Each line below is to be copied out exactly, and none may be omitted.

___ DATA SHOWN ___

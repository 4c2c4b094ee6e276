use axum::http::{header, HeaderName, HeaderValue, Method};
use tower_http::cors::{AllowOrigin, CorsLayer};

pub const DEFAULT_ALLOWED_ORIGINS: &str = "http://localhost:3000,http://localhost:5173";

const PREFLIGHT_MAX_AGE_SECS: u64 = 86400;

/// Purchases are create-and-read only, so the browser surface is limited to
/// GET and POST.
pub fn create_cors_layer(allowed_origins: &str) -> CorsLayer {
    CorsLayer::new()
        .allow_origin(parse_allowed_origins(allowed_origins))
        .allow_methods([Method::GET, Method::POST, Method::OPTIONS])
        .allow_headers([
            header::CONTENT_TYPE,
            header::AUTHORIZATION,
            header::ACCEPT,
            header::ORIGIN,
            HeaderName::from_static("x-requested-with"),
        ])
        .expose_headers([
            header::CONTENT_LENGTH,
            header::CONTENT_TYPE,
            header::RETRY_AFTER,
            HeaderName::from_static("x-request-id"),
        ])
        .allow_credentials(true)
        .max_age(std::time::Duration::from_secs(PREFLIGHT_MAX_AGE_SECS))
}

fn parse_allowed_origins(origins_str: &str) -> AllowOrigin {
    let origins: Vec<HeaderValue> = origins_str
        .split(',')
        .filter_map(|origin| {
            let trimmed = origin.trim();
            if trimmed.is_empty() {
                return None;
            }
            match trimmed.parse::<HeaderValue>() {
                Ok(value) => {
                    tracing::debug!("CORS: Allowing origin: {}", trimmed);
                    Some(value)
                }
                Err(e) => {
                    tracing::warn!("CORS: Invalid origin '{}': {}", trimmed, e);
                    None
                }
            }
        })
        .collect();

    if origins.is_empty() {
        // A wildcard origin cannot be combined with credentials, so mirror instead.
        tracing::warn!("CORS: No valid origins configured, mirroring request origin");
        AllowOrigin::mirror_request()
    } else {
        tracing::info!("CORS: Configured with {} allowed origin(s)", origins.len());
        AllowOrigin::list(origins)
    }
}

___

RESPONSE =
repository 4c2c4b094ee6e276
use axum::http::{header, HeaderName, HeaderValue, Method};
use tower_http::cors::{AllowOrigin, CorsLayer};

pub const DEFAULT_ALLOWED_ORIGINS: &str = "http://localhost:3000,http://localhost:5173";

const PREFLIGHT_MAX_AGE_SECS: u64 = 86400;

/// Purchases are create-and-read only, so the browser surface is limited to
/// GET and POST.
pub fn create_cors_layer(allowed_origins: &str) -> CorsLayer {
    CorsLayer::new()
        .allow_origin(parse_allowed_origins(allowed_origins))
        .allow_methods([Method::GET, Method::POST, Method::OPTIONS])
        .allow_headers([
            header::CONTENT_TYPE,
            header::AUTHORIZATION,
            header::ACCEPT,
            header::ORIGIN,
            HeaderName::from_static("x-requested-with"),
        ])
        .expose_headers([
            header::CONTENT_LENGTH,
            header::CONTENT_TYPE,
            header::RETRY_AFTER,
            HeaderName::from_static("x-request-id"),
        ])
        .allow_credentials(true)
        .max_age(std::time::Duration::from_secs(PREFLIGHT_MAX_AGE_SECS))
}

fn parse_allowed_origins(origins_str: &str) -> AllowOrigin {
    let origins: Vec<HeaderValue> = origins_str
        .split(',')
        .filter_map(|origin| {
            let trimmed = origin.trim();
            if trimmed.is_empty() {
                return None;
            }
            match trimmed.parse::<HeaderValue>() {
                Ok(value) => {
                    tracing::debug!("CORS: Allowing origin: {}", trimmed);
                    Some(value)
                }
                Err(e) => {
                    tracing::warn!("CORS: Invalid origin '{}': {}", trimmed, e);
                    None
                }
            }
        })
        .collect();

    if origins.is_empty() {
        // A wildcard origin cannot be combined with credentials, so mirror instead.
        tracing::warn!("CORS: No valid origins configured, mirroring request origin");
        AllowOrigin::mirror_request()
    } else {
        tracing::info!("CORS: Configured with {} allowed origin(s)", origins.len());
        AllowOrigin::list(origins)
    }
}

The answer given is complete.